Records »

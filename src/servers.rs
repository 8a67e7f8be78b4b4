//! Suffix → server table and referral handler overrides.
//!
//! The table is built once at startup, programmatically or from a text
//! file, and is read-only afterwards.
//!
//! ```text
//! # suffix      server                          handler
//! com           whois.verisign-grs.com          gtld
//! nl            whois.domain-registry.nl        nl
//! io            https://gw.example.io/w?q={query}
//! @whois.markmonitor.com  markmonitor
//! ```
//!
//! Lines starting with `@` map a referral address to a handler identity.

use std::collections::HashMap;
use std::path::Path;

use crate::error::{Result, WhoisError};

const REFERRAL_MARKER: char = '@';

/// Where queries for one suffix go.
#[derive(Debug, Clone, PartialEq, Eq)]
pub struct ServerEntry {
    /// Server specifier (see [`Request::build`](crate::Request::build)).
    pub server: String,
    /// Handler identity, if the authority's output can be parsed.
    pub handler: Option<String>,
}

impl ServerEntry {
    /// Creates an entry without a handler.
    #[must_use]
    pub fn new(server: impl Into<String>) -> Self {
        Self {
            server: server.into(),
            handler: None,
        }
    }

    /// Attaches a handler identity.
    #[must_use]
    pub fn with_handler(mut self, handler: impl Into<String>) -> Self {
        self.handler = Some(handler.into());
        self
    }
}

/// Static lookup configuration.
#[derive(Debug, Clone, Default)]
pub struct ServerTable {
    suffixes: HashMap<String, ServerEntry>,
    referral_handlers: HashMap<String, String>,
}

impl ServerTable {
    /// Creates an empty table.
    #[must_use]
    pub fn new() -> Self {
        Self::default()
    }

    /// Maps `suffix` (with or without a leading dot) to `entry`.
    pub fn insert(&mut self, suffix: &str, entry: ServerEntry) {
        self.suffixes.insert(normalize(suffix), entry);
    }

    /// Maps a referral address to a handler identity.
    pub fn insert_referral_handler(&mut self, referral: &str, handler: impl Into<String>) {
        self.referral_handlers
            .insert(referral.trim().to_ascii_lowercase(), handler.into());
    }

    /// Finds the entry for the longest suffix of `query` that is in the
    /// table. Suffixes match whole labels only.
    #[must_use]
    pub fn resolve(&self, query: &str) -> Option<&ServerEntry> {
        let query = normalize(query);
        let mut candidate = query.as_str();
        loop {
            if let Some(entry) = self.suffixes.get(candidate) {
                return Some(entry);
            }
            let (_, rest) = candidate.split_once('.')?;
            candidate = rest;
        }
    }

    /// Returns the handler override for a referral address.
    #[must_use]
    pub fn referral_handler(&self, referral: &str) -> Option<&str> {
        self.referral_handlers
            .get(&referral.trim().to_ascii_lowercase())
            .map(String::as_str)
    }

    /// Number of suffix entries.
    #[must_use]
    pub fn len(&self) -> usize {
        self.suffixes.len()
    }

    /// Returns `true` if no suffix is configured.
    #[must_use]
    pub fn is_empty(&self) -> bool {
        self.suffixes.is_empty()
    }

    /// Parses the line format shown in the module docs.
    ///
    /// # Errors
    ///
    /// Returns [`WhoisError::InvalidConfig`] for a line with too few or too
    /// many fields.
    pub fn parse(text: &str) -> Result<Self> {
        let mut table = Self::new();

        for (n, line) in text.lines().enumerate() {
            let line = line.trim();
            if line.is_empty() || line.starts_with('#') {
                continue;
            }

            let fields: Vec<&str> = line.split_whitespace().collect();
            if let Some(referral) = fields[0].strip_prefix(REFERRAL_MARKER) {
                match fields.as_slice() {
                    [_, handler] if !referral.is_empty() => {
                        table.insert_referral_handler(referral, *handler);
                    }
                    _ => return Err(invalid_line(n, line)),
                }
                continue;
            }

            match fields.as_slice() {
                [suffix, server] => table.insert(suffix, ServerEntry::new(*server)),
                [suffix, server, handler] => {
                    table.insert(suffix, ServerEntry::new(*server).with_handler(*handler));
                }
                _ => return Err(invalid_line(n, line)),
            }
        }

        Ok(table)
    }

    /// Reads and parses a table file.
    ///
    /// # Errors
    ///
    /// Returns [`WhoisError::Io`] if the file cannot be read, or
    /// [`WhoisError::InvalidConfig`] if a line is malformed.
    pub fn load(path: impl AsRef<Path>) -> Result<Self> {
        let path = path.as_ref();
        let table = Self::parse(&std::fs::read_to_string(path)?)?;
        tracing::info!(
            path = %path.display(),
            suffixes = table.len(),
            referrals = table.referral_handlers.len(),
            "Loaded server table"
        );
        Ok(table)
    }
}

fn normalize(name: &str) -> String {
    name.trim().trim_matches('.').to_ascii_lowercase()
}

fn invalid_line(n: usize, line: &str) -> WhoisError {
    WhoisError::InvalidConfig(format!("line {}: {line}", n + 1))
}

Description of the task » Give only the number of lines in the preceding data that include the word "identity".

The answer » 4